:: Data under study ::

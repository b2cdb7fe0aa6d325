//! Fixed-point arithmetic and mathematical utilities.
//!
//! Ledger amounts and USD values are unsigned integers with 18 implied
//! decimals. Products of two such values exceed `u128`, so every
//! multiply-then-divide goes through a 256-bit intermediate.

use primitive_types::U256;
use serde::{Deserialize, Serialize};
use std::fmt;

use crate::error::{Error, Result};
use crate::utils::constants::{PRECISION, WAD_DECIMALS};

// ═══════════════════════════════════════════════════════════════════════════════
// WAD
// ═══════════════════════════════════════════════════════════════════════════════

/// Amount with 18 decimal places (collateral quantities, debt, USD values)
#[derive(Debug, Clone, Copy, PartialEq, Eq, PartialOrd, Ord, Hash, Default, Serialize, Deserialize)]
#[serde(transparent)]
pub struct Wad(u128);

impl Wad {
    /// Zero amount
    pub const ZERO: Self = Self(0);

    /// One whole unit
    pub const ONE: Self = Self(PRECISION);

    /// Create from the raw scaled value
    pub const fn from_raw(raw: u128) -> Self {
        Self(raw)
    }

    /// Create from whole units (scales up)
    pub fn from_units(units: u64) -> Self {
        Self((units as u128) * PRECISION)
    }

    /// Get the raw scaled value
    pub fn raw(&self) -> u128 {
        self.0
    }

    /// Whole units, truncated
    pub fn units(&self) -> u128 {
        self.0 / PRECISION
    }

    /// Check if zero
    pub fn is_zero(&self) -> bool {
        self.0 == 0
    }

    /// Checked addition
    pub fn checked_add(self, other: Self) -> Option<Self> {
        self.0.checked_add(other.0).map(Self)
    }

    /// Checked subtraction
    pub fn checked_sub(self, other: Self) -> Option<Self> {
        self.0.checked_sub(other.0).map(Self)
    }

    /// Saturating subtraction
    pub fn saturating_sub(self, other: Self) -> Self {
        Self(self.0.saturating_sub(other.0))
    }

    /// Addition that reports overflow as an engine error
    pub fn try_add(self, other: Self, operation: &str) -> Result<Self> {
        self.checked_add(other).ok_or_else(|| Error::Overflow {
            operation: operation.into(),
        })
    }

    /// Subtraction that reports underflow as `InsufficientBalance`
    pub fn try_sub(self, other: Self) -> Result<Self> {
        self.checked_sub(other).ok_or(Error::InsufficientBalance {
            required: other.0,
            available: self.0,
        })
    }

    /// Format with all significant decimals, e.g. `6.111111111111111111`
    pub fn to_string_formatted(&self) -> String {
        let whole = self.0 / PRECISION;
        let frac = self.0 % PRECISION;
        if frac == 0 {
            return whole.to_string();
        }
        let digits = format!("{:0width$}", frac, width = WAD_DECIMALS as usize);
        format!("{}.{}", whole, digits.trim_end_matches('0'))
    }
}

impl fmt::Display for Wad {
    fn fmt(&self, f: &mut fmt::Formatter<'_>) -> fmt::Result {
        write!(f, "{}", self.to_string_formatted())
    }
}

impl From<u128> for Wad {
    fn from(raw: u128) -> Self {
        Self(raw)
    }
}

impl From<Wad> for u128 {
    fn from(amount: Wad) -> Self {
        amount.0
    }
}

// ═══════════════════════════════════════════════════════════════════════════════
// SAFE ARITHMETIC OPERATIONS
// ═══════════════════════════════════════════════════════════════════════════════

/// Computes `(a * b) / c` with a 256-bit intermediate, rounding down
pub fn mul_div(a: u128, b: u128, c: u128) -> Result<u128> {
    if c == 0 {
        return Err(Error::InvalidParameter {
            name: "divisor".into(),
            reason: "division by zero".into(),
        });
    }
    let result = U256::from(a) * U256::from(b) / U256::from(c);
    if result > U256::from(u128::MAX) {
        return Err(Error::Overflow {
            operation: format!("({} * {}) / {}", a, b, c),
        });
    }
    Ok(result.as_u128())
}

/// Same as [`mul_div`] but saturates at `u128::MAX` instead of failing
pub fn mul_div_saturating(a: u128, b: u128, c: u128) -> Result<u128> {
    match mul_div(a, b, c) {
        Err(Error::Overflow { .. }) => Ok(u128::MAX),
        other => other,
    }
}

/// Scale factor that lifts a price with `decimals` places to 18 places
pub fn feed_scale(decimals: u8) -> Result<u128> {
    if decimals > WAD_DECIMALS {
        return Err(Error::InvalidParameter {
            name: "decimals".into(),
            reason: format!("feed reports {} decimals, at most {} supported", decimals, WAD_DECIMALS),
        });
    }
    Ok(10u128.pow((WAD_DECIMALS - decimals) as u32))
}

/// Percentage of an amount, `amount * numerator / denominator`
pub fn portion(amount: Wad, numerator: u128, denominator: u128) -> Result<Wad> {
    mul_div(amount.raw(), numerator, denominator).map(Wad::from_raw)
}
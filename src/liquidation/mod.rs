//! Liquidation module for the DSC engine.
//!
//! This module handles liquidations of unsafe positions:
//! - Detection of accounts below the minimum health factor
//! - Collateral seizure with a liquidator bonus
//! - Outcome history and statistics

pub mod coordinator;

pub use coordinator::*;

:::

— Problem to work on —
From the records above, give again exactly the lines running from the line with "pub fn try_sub(self, other: Self)" to the line with "let frac = self.0 % PRECISION;", inclusive.

— Reply to the exercise —
    pub fn try_sub(self, other: Self) -> Result<Self> {
        self.checked_sub(other).ok_or(Error::InsufficientBalance {
            required: other.0,
            available: self.0,
        })
    }

    /// Format with all significant decimals, e.g. `6.111111111111111111`
    pub fn to_string_formatted(&self) -> String {
        let whole = self.0 / PRECISION;
        let frac = self.0 % PRECISION;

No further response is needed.